Consumer information for this interaction is not currently available.

MONITOR CLOSELY: Coadministration of thiotepa with tacrolimus or cyclosporine may potentiate the risk of severe immunosuppression or lymphoproliferation. Serious and fatal infections, as well as myelosuppression, including neutropenia, thrombocytopenia, and anemia have been reported with the use of thiotepa. Additionally, lymphoproliferative disorders are a known risk during treatment with tacrolimus and cyclosporine. Concomitant use may potentiate these risks, although clinical studies are not currently available.

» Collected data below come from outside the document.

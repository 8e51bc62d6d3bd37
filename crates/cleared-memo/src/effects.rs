use std::cell::{Cell, RefCell};
use std::rc::Rc;

use crate::error::run_guarded;
use crate::runtime::{current_instance, remember};
use crate::Deps;

#[derive(Clone)]
pub struct Dispose(Rc<RefCell<Option<Box<dyn FnOnce()>>>>);

impl Dispose {
    pub fn new(f: impl FnOnce() + 'static) -> Self {
        Self(Rc::new(RefCell::new(Some(Box::new(f)))))
    }

    /// A teardown that does nothing.
    pub fn none() -> Self {
        Self(Rc::new(RefCell::new(None)))
    }

    /// Runs at most once (safe to call multiple times).
    pub fn run(&self) {
        let f = self.0.borrow_mut().take();
        if let Some(f) = f {
            f()
        }
    }
}

/// Helper to build the teardown returned from an effect setup.
pub fn on_unmount(f: impl FnOnce() + 'static) -> Dispose {
    Dispose::new(f)
}

type Setup = Box<dyn FnMut() -> Dispose>;

/// Per-callsite effect state. Deps and setup are only stored once committed.
#[derive(Default)]
pub(crate) struct EffectSlot {
    deps: RefCell<Option<Deps>>,
    setup: RefCell<Option<Setup>>,
    cleanup: RefCell<Option<Dispose>>,
    installed: Cell<bool>,
}

impl EffectSlot {
    pub(crate) fn teardown(&self) {
        let cleanup = self.cleanup.borrow_mut().take();
        if let Some(d) = cleanup {
            run_guarded("effect teardown", || d.run());
        }
    }

    fn install(&self, deps: Deps, mut setup: Setup) {
        let cleanup = setup();
        *self.cleanup.borrow_mut() = Some(cleanup);
        *self.deps.borrow_mut() = Some(deps);
        *self.setup.borrow_mut() = Some(setup);
    }

    /// Runs the last committed setup again, as a host remount would.
    pub(crate) fn rerun(&self) {
        let setup = self.setup.borrow_mut().take();
        if let Some(mut setup) = setup {
            let cleanup = setup();
            *self.cleanup.borrow_mut() = Some(cleanup);
            *self.setup.borrow_mut() = Some(setup);
        }
    }
}

/// An effect scheduled by a render, waiting for the commit.
pub(crate) struct PendingEffect {
    slot: Rc<EffectSlot>,
    deps: Deps,
    setup: Setup,
}

/// Teardowns of every pending effect run before any setup.
pub(crate) fn commit_effects(pending: Vec<PendingEffect>) {
    for p in &pending {
        p.slot.teardown();
    }
    for p in pending {
        p.slot.install(p.deps, p.setup);
    }
}

/// Runs `setup` after the render commits whenever `deps` changed since the
/// last committed run. The returned `Dispose` runs before the next setup or
/// when the component unmounts.
pub fn disposable_effect(deps: Deps, setup: impl FnMut() -> Dispose + 'static) {
    let Some(instance) = current_instance() else {
        // No component to own the teardown; run now and leak.
        log::warn!("disposable_effect called outside of a render; teardown will never run");
        let mut setup = setup;
        let _ = setup();
        return;
    };

    let slot = remember(EffectSlot::default);

    // Install a single unmount disposer for this callsite.
    if !slot.installed.replace(true) {
        instance.register_effect(slot.clone());
    }

    let changed = slot
        .deps
        .borrow()
        .as_ref()
        .is_none_or(|prev| deps.changed_from(prev));
    if changed {
        instance.schedule(PendingEffect {
            slot,
            deps,
            setup: Box::new(setup),
        });
    }
}
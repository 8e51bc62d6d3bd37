//! Dependency identity lists.
//!
//! A `Deps` is compared position by position against the list from the last
//! evaluated render. Any element that is `PartialEq + 'static` can be a
//! dependency; values that have no meaningful equality (closures, handles)
//! can take part by reference through [`Identity`].
//!
//! ```rust
//! use cleared_memo::{Identity, deps};
//! use std::rc::Rc;
//!
//! let handler: Rc<dyn Fn()> = Rc::new(|| {});
//! let a = deps![1u32, "feed", Identity(handler.clone())];
//! let b = deps![1u32, "feed", Identity(handler)];
//! assert!(!b.changed_from(&a));
//! assert!(deps![2u32].changed_from(&deps![1u32]));
//! ```

use std::any::Any;
use std::fmt;
use std::rc::Rc;

use smallvec::SmallVec;

/// A single dependency identity.
pub trait Dependency: Any {
    fn same_as(&self, other: &dyn Dependency) -> bool;
    fn as_any(&self) -> &dyn Any;
}

impl<T: PartialEq + 'static> Dependency for T {
    fn same_as(&self, other: &dyn Dependency) -> bool {
        other.as_any().downcast_ref::<T>().is_some_and(|o| o == self)
    }

    fn as_any(&self) -> &dyn Any {
        self
    }
}

/// Compares by pointer rather than by value.
pub struct Identity<T: ?Sized>(pub Rc<T>);

impl<T: ?Sized> PartialEq for Identity<T> {
    fn eq(&self, other: &Self) -> bool {
        Rc::ptr_eq(&self.0, &other.0)
    }
}

impl<T: ?Sized> Clone for Identity<T> {
    fn clone(&self) -> Self {
        Identity(self.0.clone())
    }
}

/// Ordered list of dependency identities.
#[derive(Default)]
pub struct Deps(SmallVec<[Box<dyn Dependency>; 4]>);

impl Deps {
    pub fn new() -> Self {
        Self(SmallVec::new())
    }

    pub fn push<D: Dependency>(&mut self, dep: D) {
        self.0.push(Box::new(dep));
    }

    pub fn with<D: Dependency>(mut self, dep: D) -> Self {
        self.push(dep);
        self
    }

    pub fn len(&self) -> usize {
        self.0.len()
    }

    pub fn is_empty(&self) -> bool {
        self.0.is_empty()
    }

    /// True if the length differs or any position holds a different value
    /// (a different type at a position counts as different).
    pub fn changed_from(&self, previous: &Deps) -> bool {
        self.len() != previous.len()
            || self
                .0
                .iter()
                .zip(previous.0.iter())
                .any(|(next, prev)| !(**next).same_as(&**prev))
    }
}

impl fmt::Debug for Deps {
    fn fmt(&self, f: &mut fmt::Formatter<'_>) -> fmt::Result {
        f.debug_struct("Deps").field("len", &self.len()).finish()
    }
}

/// Builds a [`Deps`] list: `deps![a, b, c]`, or `deps![]` for "never changes".
#[macro_export]
macro_rules! deps {
    () => {
        $crate::Deps::new()
    };
    ($($dep:expr),+ $(,)?) => {{
        let mut deps = $crate::Deps::new();
        $(deps.push($dep);)+
        deps
    }};
}
//! A feed view that subscribes to one channel at a time. Switching channels
//! cancels the old subscription before opening the new one, and closing the
//! view cancels whatever is still open.

use std::cell::RefCell;
use std::rc::Rc;

use cleared_memo::{Options, RenderHook, cleared_memo, deps};

#[derive(Default)]
struct Feed {
    next_id: u64,
    open: Vec<(u64, String)>,
}

#[derive(Clone, Debug)]
struct Subscription {
    id: u64,
    channel: String,
}

impl Feed {
    fn subscribe(&mut self, channel: &str) -> Subscription {
        self.next_id += 1;
        self.open.push((self.next_id, channel.to_string()));
        log::info!("subscribed #{} to {channel}", self.next_id);
        Subscription {
            id: self.next_id,
            channel: channel.to_string(),
        }
    }

    fn unsubscribe(&mut self, sub: &Subscription) {
        self.open.retain(|(id, _)| *id != sub.id);
        log::info!("unsubscribed #{} from {}", sub.id, sub.channel);
    }
}

fn main() -> Result<(), Box<dyn std::error::Error>> {
    env_logger::Builder::from_env(env_logger::Env::default().default_filter_or("info")).init();

    let strict = std::env::args().any(|a| a == "--strict");
    let feed = Rc::new(RefCell::new(Feed::default()));

    let mut view = RenderHook::with_options(
        Options::default().strict_effects(strict),
        "news".to_string(),
        {
            let feed = feed.clone();
            move |channel: &String| {
                let (sub_feed, unsub_feed) = (feed.clone(), feed.clone());
                let channel = channel.clone();
                cleared_memo(
                    {
                        let channel = channel.clone();
                        move || sub_feed.borrow_mut().subscribe(&channel)
                    },
                    move |sub| unsub_feed.borrow_mut().unsubscribe(&sub),
                    deps![channel],
                    None,
                )
            }
        },
    )?;

    for channel in ["news", "sports", "sports", "weather"] {
        let sub = view.rerender(channel.to_string())?;
        log::info!("rendering #{} ({})", sub.id, sub.channel);
    }

    view.unmount();
    let open = feed.borrow().open.len();
    log::info!("view closed; {open} subscriptions left open");
    Ok(())
}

Cyclosporine is also a CYP450 3A4 inhibitor which may increase plasma concentrations of thiotepa and decrease concentrations of its active metabolite triethylenephosphoramide (TEPA). Thiotepa is a prodrug that is primarily converted to TEPA by CYP450 3A4 and 2B6 isoenzymes. A pharmacokinetic study evaluating six breast cancer patients receiving high-dose chemotherapy (cyclophosphamide 1,500 mg/m2/day, thiotepa 120 mg/m2/day, and carboplatin AUC 5 mg min/mL/day) with the moderate CYP450 3A4 inhibitor aprepitant (125 mg one day before chemotherapy, then 80 mg daily during and for three days after) showed a 15% increase in total thiotepa exposure, a 33% decrease in TEPA formation, and 20% reduction in TEPA exposure.

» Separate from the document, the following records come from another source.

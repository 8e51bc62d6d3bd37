use std::any::Any;
use std::cell::{Cell, RefCell};
use std::rc::Rc;

use crate::effects::{EffectSlot, PendingEffect, commit_effects};
use crate::error::HookError;
use crate::scope::Scope;

thread_local! {
    static CURRENT: RefCell<Vec<Rc<Instance>>> = const { RefCell::new(Vec::new()) };
}

/// Host configuration for a component instance.
#[derive(Clone, Debug, Default)]
pub struct Options {
    /// Replay mount effects once (teardown, then setup) right after the first
    /// commit, the way strict development hosts do.
    pub strict_effects: bool,
}

impl Options {
    pub fn strict_effects(mut self, on: bool) -> Self {
        self.strict_effects = on;
        self
    }
}

#[derive(Default)]
pub(crate) struct Composer {
    slots: Vec<Box<dyn Any>>,
    cursor: usize,
}

pub(crate) struct Instance {
    name: String,
    options: Options,
    composer: RefCell<Composer>,
    pending: RefCell<Vec<PendingEffect>>,
    effects: RefCell<Vec<Rc<EffectSlot>>>,
    rendering: Cell<bool>,
    mounted: Cell<bool>,
    scope: Scope,
}

impl Instance {
    pub(crate) fn schedule(&self, effect: PendingEffect) {
        self.pending.borrow_mut().push(effect);
    }

    pub(crate) fn register_effect(&self, slot: Rc<EffectSlot>) {
        self.effects.borrow_mut().push(slot.clone());
        self.scope.add_disposer(move || slot.teardown());
    }

    fn replay_effects(&self) {
        let effects = self.effects.borrow().clone();
        log::debug!("{}: replaying {} mount effects", self.name, effects.len());
        for e in &effects {
            e.teardown();
        }
        for e in &effects {
            e.rerun();
        }
    }
}

pub(crate) fn current_instance() -> Option<Rc<Instance>> {
    CURRENT.with(|c| c.borrow().last().cloned())
}

/// Pops the current instance even if the render unwinds.
struct RenderGuard<'a> {
    instance: &'a Instance,
}

impl Drop for RenderGuard<'_> {
    fn drop(&mut self) {
        CURRENT.with(|c| {
            c.borrow_mut().pop();
        });
        self.instance.rendering.set(false);
        if std::thread::panicking() {
            // The render never finished; its effects must not be committed.
            let pending = std::mem::take(&mut *self.instance.pending.borrow_mut());
            drop(pending);
        }
    }
}

/// One mounted instance of a component: its slots, scheduled effects and
/// disposal scope.
pub struct Component {
    inner: Rc<Instance>,
}

impl Component {
    pub fn new(name: impl Into<String>) -> Self {
        Self::with_options(name, Options::default())
    }

    pub fn with_options(name: impl Into<String>, options: Options) -> Self {
        Self {
            inner: Rc::new(Instance {
                name: name.into(),
                options,
                composer: RefCell::new(Composer::default()),
                pending: RefCell::new(Vec::new()),
                effects: RefCell::new(Vec::new()),
                rendering: Cell::new(false),
                mounted: Cell::new(false),
                scope: Scope::new(),
            }),
        }
    }

    pub fn name(&self) -> &str {
        &self.inner.name
    }

    pub fn is_mounted(&self) -> bool {
        self.inner.mounted.get() && !self.inner.scope.is_disposed()
    }

    pub fn is_unmounted(&self) -> bool {
        self.inner.scope.is_disposed()
    }

    /// Render phase. Hooks called inside `f` bind to this instance's slots in
    /// call order. Effects scheduled by a previous render that was never
    /// committed are discarded.
    pub fn render<R>(&self, f: impl FnOnce() -> R) -> Result<R, HookError> {
        let inner = &self.inner;
        if inner.scope.is_disposed() {
            return Err(HookError::Unmounted(inner.name.clone()));
        }
        if inner.rendering.replace(true) {
            return Err(HookError::ReentrantRender(inner.name.clone()));
        }

        inner.composer.borrow_mut().cursor = 0;
        let discarded = std::mem::take(&mut *inner.pending.borrow_mut());
        if !discarded.is_empty() {
            log::debug!(
                "{}: dropping {} effects from an uncommitted render",
                inner.name,
                discarded.len()
            );
        }
        drop(discarded);

        CURRENT.with(|c| c.borrow_mut().push(inner.clone()));
        let _guard = RenderGuard { instance: inner };
        let out = f();

        let c = inner.composer.borrow();
        if c.cursor < c.slots.len() {
            log::warn!(
                "{}: render used {} of {} slots; hooks must be called unconditionally",
                inner.name,
                c.cursor,
                c.slots.len()
            );
        }
        Ok(out)
    }

    /// Commit phase: runs the effects the last render scheduled.
    pub fn commit(&self) -> Result<(), HookError> {
        let inner = &self.inner;
        if inner.scope.is_disposed() {
            return Err(HookError::Unmounted(inner.name.clone()));
        }
        if inner.rendering.get() {
            return Err(HookError::CommitDuringRender(inner.name.clone()));
        }

        let pending = std::mem::take(&mut *inner.pending.borrow_mut());
        log::trace!("{}: committing {} effects", inner.name, pending.len());
        commit_effects(pending);

        if !inner.mounted.replace(true) {
            log::debug!("{}: mounted", inner.name);
            if inner.options.strict_effects {
                inner.replay_effects();
            }
        }
        Ok(())
    }

    /// Tears the instance down: every installed effect teardown runs once.
    /// Safe to call more than once.
    pub fn unmount(&self) {
        let inner = &self.inner;
        if inner.scope.is_disposed() {
            return;
        }
        if inner.rendering.get() {
            log::warn!("{}: unmount requested during render; ignored", inner.name);
            return;
        }

        log::debug!("{}: unmounting", inner.name);
        drop(std::mem::take(&mut *inner.pending.borrow_mut()));
        inner.scope.dispose();

        let slots = std::mem::take(&mut inner.composer.borrow_mut().slots);
        drop(slots);
        inner.effects.borrow_mut().clear();
    }
}

impl Drop for Component {
    fn drop(&mut self) {
        self.unmount();
    }
}

/// Slot-based remember (sequential composition only)
pub fn remember<T: 'static>(init: impl FnOnce() -> T) -> Rc<T> {
    let Some(instance) = current_instance() else {
        log::warn!("remember called outside of a render; value will not persist");
        return Rc::new(init());
    };

    let cursor = {
        let mut c = instance.composer.borrow_mut();
        let cursor = c.cursor;
        c.cursor += 1;

        if let Some(slot) = c.slots.get(cursor) {
            if let Some(rc) = slot.downcast_ref::<Rc<T>>() {
                return rc.clone();
            }
            // Order changed between renders; replace.
            log::warn!(
                "{}: remember slot {} type changed; replacing. \
                 Hooks must be called in the same order on every render.",
                instance.name,
                cursor
            );
        }
        cursor
    };

    let rc: Rc<T> = Rc::new(init());
    let mut c = instance.composer.borrow_mut();
    if cursor < c.slots.len() {
        c.slots[cursor] = Box::new(rc.clone());
    } else {
        c.slots.push(Box::new(rc.clone()));
    }
    rc
}

/// A per-instance mutable reference cell. Writing to it never triggers a
/// render.
pub fn remember_state<T: 'static>(init: impl FnOnce() -> T) -> Rc<RefCell<T>> {
    remember(|| RefCell::new(init()))
}

/// Registers `dispose` with the current instance on its first render. It runs
/// when the component unmounts, whether or not any render was committed.
pub fn remember_disposer(dispose: impl FnOnce() + 'static) {
    let installed = remember(|| Cell::new(false));
    if installed.replace(true) {
        return;
    }
    match current_instance() {
        Some(instance) => instance.scope.add_disposer(dispose),
        None => log::warn!("remember_disposer called outside of a render; it will never run"),
    }
}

MANAGEMENT: Patients receiving thiotepa concomitantly with tacrolimus or cyclosporine should be monitored closely for the development of signs and symptoms of infection or lymphoproliferation. Additionally, if cyclosporine is coadministered with thiotepa, patients should be monitored for decreased efficacy of thiotepa and increased thiotepa-related adverse effects such as myelosuppression, cutaneous toxicity, and neurotoxicity. The manufacturers' recommendations and institutional protocols for dosage, treatment regimens, monitoring, and management of toxicities should be consulted.